I will be doing it this weekend and then moving my avic!  This video was really helpful.  

Also, I like your accent!  I just googled Lancashire accent to learn more.  Are you from North Lancashire?  I wish I had a cool accent like yours, instead of talking like a nasally, overly polite weirdo.

Reactions: Like 1 | Funny 1


----------



## Ava (Aug 23, 2018)

Actually glad I found this thread. Been looking for similiar imformation on nano tanks for avics. I Been told by pet store that they are too small for avics. I use the bigger exo terra aboreal at the moment but considering down grading to nanos. Since they don’t seem to take much use of the space and prefer to remain in the webbing.


----------



## Garth Vader (Aug 23, 2018)

Well I moved my avic into the exo Terra.  All is well. Seems a bit big for my avicbut they gave more growing to do.  Despite all the foliage I put out, the little bugger is hanging out on the glass sides.  Oh well.  They will eventually settle in!

Reactions: Like 1


----------



## boina (Aug 24, 2018)

Just came across this thread - very pretty enclosures in here .

However that's soo expensive. I can get a no name glass terra at that size with front and top ventilation for under 20 Euro around here...

Reactions: Agree 1 | Lollipop 1


----------



## Garth Vader (Aug 24, 2018)

boina said:


> Just came across this thread - very pretty enclosures in here .
> 
> However that's soo expensive. I can get a no name glass terra at that size with front and top ventilation for under 20 Euro around here...


I know.  It was a bit of an investment.  But- I only have one arboreal and my taranrtula cabinet IS officially full.  

i am very envious of you Europeans because those glass enclosures you can get are cheap and really nice!  And your access to decent and affordable healthcare!

Reactions: Like 1


----------



## AngelDeVille (Aug 24, 2018)

boina said:


> Just came across this thread - very pretty enclosures in here .
> 
> However that's soo expensive. I can get a no name glass terra at that size with front and top ventilation for under 20 Euro around here...

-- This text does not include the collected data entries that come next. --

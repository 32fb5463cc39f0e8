//! Signaling bounded context - wire messages and candidate queuing

pub mod message;
pub mod queue;

pub use message::{CandidateInit, SdpType, SessionDescription, SignalMessage};
pub use queue::PendingCandidateQueue;
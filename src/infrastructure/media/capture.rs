//! Local media capture
//!
//! There is no camera behind this binary, so capture produces a synthetic
//! VP8 track fed by a sample pump task. The stream handle fulfils the same
//! contract a device-backed capture would: tracks to attach to a peer
//! connection, and an idempotent stop that ends the pump.

use crate::application::ports::LocalMedia;
use bytes::Bytes;
use std::sync::atomic::{AtomicBool, Ordering};
use std::sync::Arc;
use std::time::Duration;
use tokio::sync::watch;
use tracing::{debug, info};
use webrtc::api::media_engine::MIME_TYPE_VP8;
use webrtc::media::Sample;
use webrtc::rtp_transceiver::rtp_codec::RTCRtpCodecCapability;
use webrtc::track::track_local::track_local_static_sample::TrackLocalStaticSample;

const FRAME_INTERVAL: Duration = Duration::from_millis(33);
const BLANK_FRAME_LEN: usize = 100;

/// A captured local stream: its tracks plus a kill switch for the pump
pub struct MediaStream {
    tracks: Vec<Arc<TrackLocalStaticSample>>,
    stopped: AtomicBool,
    shutdown: watch::Sender<bool>,
}

impl MediaStream {
    pub fn tracks(&self) -> &[Arc<TrackLocalStaticSample>] {
        &self.tracks
    }
}

impl LocalMedia for MediaStream {
    fn stop(&self) {
        if self.stopped.swap(true, Ordering::SeqCst) {
            return;
        }
        info!("stopping captured tracks");
        let _ = self.shutdown.send(true);
    }

    fn is_stopped(&self) -> bool {
        self.stopped.load(Ordering::SeqCst)
    }
}

impl LocalMedia for Arc<MediaStream> {
    fn stop(&self) {
        MediaStream::stop(self)
    }

    fn is_stopped(&self) -> bool {
        MediaStream::is_stopped(self)
    }
}

/// Synthetic stand-in for `getUserMedia`
pub struct SyntheticCapture;

impl SyntheticCapture {
    /// Create a VP8 video track and start pumping blank frames into it
    pub fn capture() -> Arc<MediaStream> {
        let track = Arc::new(TrackLocalStaticSample::new(
            RTCRtpCodecCapability {
                mime_type: MIME_TYPE_VP8.to_string(),
                ..Default::default()
            },
            "video".to_string(),
            "peercast-capture".to_string(),
        ));

        let (shutdown, mut shutdown_rx) = watch::channel(false);

        let pump_track = track.clone();
        tokio::spawn(async move {
            let mut ticker = tokio::time::interval(FRAME_INTERVAL);
            loop {
                tokio::select! {
                    _ = ticker.tick() => {
                        let sample = Sample {
                            data: Bytes::from(vec![0u8; BLANK_FRAME_LEN]),
                            duration: FRAME_INTERVAL,
                            ..Default::default()
                        };
                        // Before the track is attached to a connected peer,
                        // writes are dropped by the track itself
                        if pump_track.write_sample(&sample).await.is_err() {
                            debug!("video track closed, stopping frame pump");
                            break;
                        }
                    }
                    _ = shutdown_rx.changed() => {
                        if *shutdown_rx.borrow() {
                            debug!("frame pump stopped");
                            break;
                        }
                    }
                }
            }
        });

        Arc::new(MediaStream {
            tracks: vec![track],
            stopped: AtomicBool::new(false),
            shutdown,
        })
    }
}
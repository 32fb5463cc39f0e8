//! Peer connection plumbing

pub mod peer;

pub use peer::{RtcPeer, RtcPeerFactory};
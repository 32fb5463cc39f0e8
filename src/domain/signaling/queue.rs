//! Pending-candidate queue
//!
//! Holds ICE candidates that arrived before the remote description was set.
//! Invariant: once the remote description is available, the dispatcher drains
//! this queue in strict arrival order before handling anything new, so the
//! queue is never left non-empty with a remote description in place.

use crate::domain::signaling::message::CandidateInit;
use std::collections::VecDeque;

/// FIFO of not-yet-applicable ICE candidates
#[derive(Debug, Default)]
pub struct PendingCandidateQueue {
    entries: VecDeque<CandidateInit>,
}

impl PendingCandidateQueue {
    pub fn new() -> Self {
        Self {
            entries: VecDeque::new(),
        }
    }

    /// Append a candidate that cannot be applied yet
    pub fn push(&mut self, candidate: CandidateInit) {
        self.entries.push_back(candidate);
    }

    /// Remove and return the oldest queued candidate
    pub fn pop(&mut self) -> Option<CandidateInit> {
        self.entries.pop_front()
    }

    pub fn len(&self) -> usize {
        self.entries.len()
    }

    pub fn is_empty(&self) -> bool {
        self.entries.is_empty()
    }

    /// Discard all queued candidates (new peer connection, teardown)
    pub fn clear(&mut self) {
        self.entries.clear();
    }
}
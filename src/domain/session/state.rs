//! Session state machine

use serde::{Deserialize, Serialize};
use std::fmt;

/// Negotiation session state
#[derive(Debug, Clone, Copy, PartialEq, Eq, Serialize, Deserialize)]
pub enum SessionState {
    /// No peer connection exists yet
    Idle,
    /// A peer connection exists and descriptions/candidates are being exchanged
    Negotiating,
    /// The peer connection reported itself connected
    Connected,
    /// The session was torn down; terminal
    Closed,
}

impl SessionState {
    /// Check if a state transition is valid
    pub fn can_transition_to(&self, new_state: SessionState) -> bool {
        use SessionState::*;

        match (self, new_state) {
            (Idle, Negotiating) => true,
            // A fresh Offer/Answer role assignment restarts negotiation
            (Negotiating, Negotiating) => true,
            (Negotiating, Connected) => true,
            (Connected, Negotiating) => true,

            (Idle, Closed) => true,
            (Negotiating, Closed) => true,
            (Connected, Closed) => true,

            // Closed is terminal; a new session object must be created
            (Closed, _) => false,

            _ => false,
        }
    }

    pub fn is_active(&self) -> bool {
        !matches!(self, SessionState::Closed)
    }
}

impl fmt::Display for SessionState {
    fn fmt(&self, f: &mut fmt::Formatter<'_>) -> fmt::Result {
        match self {
            SessionState::Idle => write!(f, "idle"),
            SessionState::Negotiating => write!(f, "negotiating"),
            SessionState::Connected => write!(f, "connected"),
            SessionState::Closed => write!(f, "closed"),
        }
    }
}

/// Which side of the offer/answer exchange a peer connection plays
#[derive(Debug, Clone, Copy, PartialEq, Eq)]
pub enum NegotiationRole {
    Offerer,
    Answerer,
}

impl fmt::Display for NegotiationRole {
    fn fmt(&self, f: &mut fmt::Formatter<'_>) -> fmt::Result {
        match self {
            NegotiationRole::Offerer => write!(f, "offerer"),
            NegotiationRole::Answerer => write!(f, "answerer"),
        }
    }
}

I paid $24 = 20 euro for mine, and that was at a local pet store without shopping around for better prices.


----------



## StampFan (Aug 24, 2018)

Don't forget about the Bugariums -- much less expensive, 8X8X11.  They might not be front opening but they are less expensive for similar size.


----------



## Nonnack (Aug 25, 2018)

Nice enclosure. This exo terra terrariums are really good looking, but the price... If I would like to provide this to every T I have it would be thousands of $

Reactions: Agree 2


----------



## Garth Vader (Aug 27, 2018)

Guys I made this lovely enclosure and my fuzzy butthead of an Avic is hanging out on the bare glass- avoiding ALL of the lovely leaves, flowers, and driftwood.  It even started WEBBING on the BARE GLASS.  

COME ON NOW.

Reactions: Funny 2


----------



## Ungoliant (Aug 28, 2018)

Garth Vader said:


> Guys I made this lovely enclosure and my fuzzy butthead of an Avic is hanging out on the bare glass- avoiding ALL of the lovely leaves, flowers, and driftwood.  It even started WEBBING on the BARE GLASS.


Avics do what they want.

Reactions: Award 1


----------



## SDCustom78 (Oct 8, 2018)

I just paid 34 US dollars per enclosure for  8x8x12 nanos. Just as a heads up, after pricing even the smallest sheets of plexi at home depot/lowes etc etc "which werent small or cheap", I found the dollar store carrys cheap picture frames for a buck a piece "need to use 8x10 size to fit the nano tops and cut them to size" but they are cheap because instead of glass they use plexi for the fronts of the frames. Its not really thick plexi but it doesnt have to be because it isnt structural being the top and its supported by the plastic frame once secured. Its super easy to solder through "i wouldnt trust drilling" and a much cheaper option seeing 1 dollar for 1 enclosure as opposed to buying a large sheet which isnt needed unless you have A LOT of tops to make. The idea of putting material/fabric over the screen works, but it also blocks the view from the top as well. To each their own.

Reactions: Like 2


----------



## aphono (Oct 9, 2018)

SDCustom78 said:


> I just paid 34 US dollars per enclosure for  8x8x12 nanos. Just as a heads up, after pricing even the smallest sheets of plexi at home depot/lowes etc etc "which werent small or cheap", I found the dollar store carrys cheap picture frames for a buck a piece "need to use 8x10 size to fit the nano tops and cut them to size" but they are cheap because instead of glass they use plexi for the fronts of the frames. Its not really thick plexi but it doesnt have to be because it isnt structural being the top and its supported by the plastic frame once secured. Its super easy to solder through "i wouldnt trust drilling" and a much cheaper option seeing 1 dollar for 1 enclosure as opposed to buying a large sheet which isnt needed unless you have A LOT of tops to make. The idea of putting material/fabric over the screen works, but it also blocks the view from the top as well. To each their own.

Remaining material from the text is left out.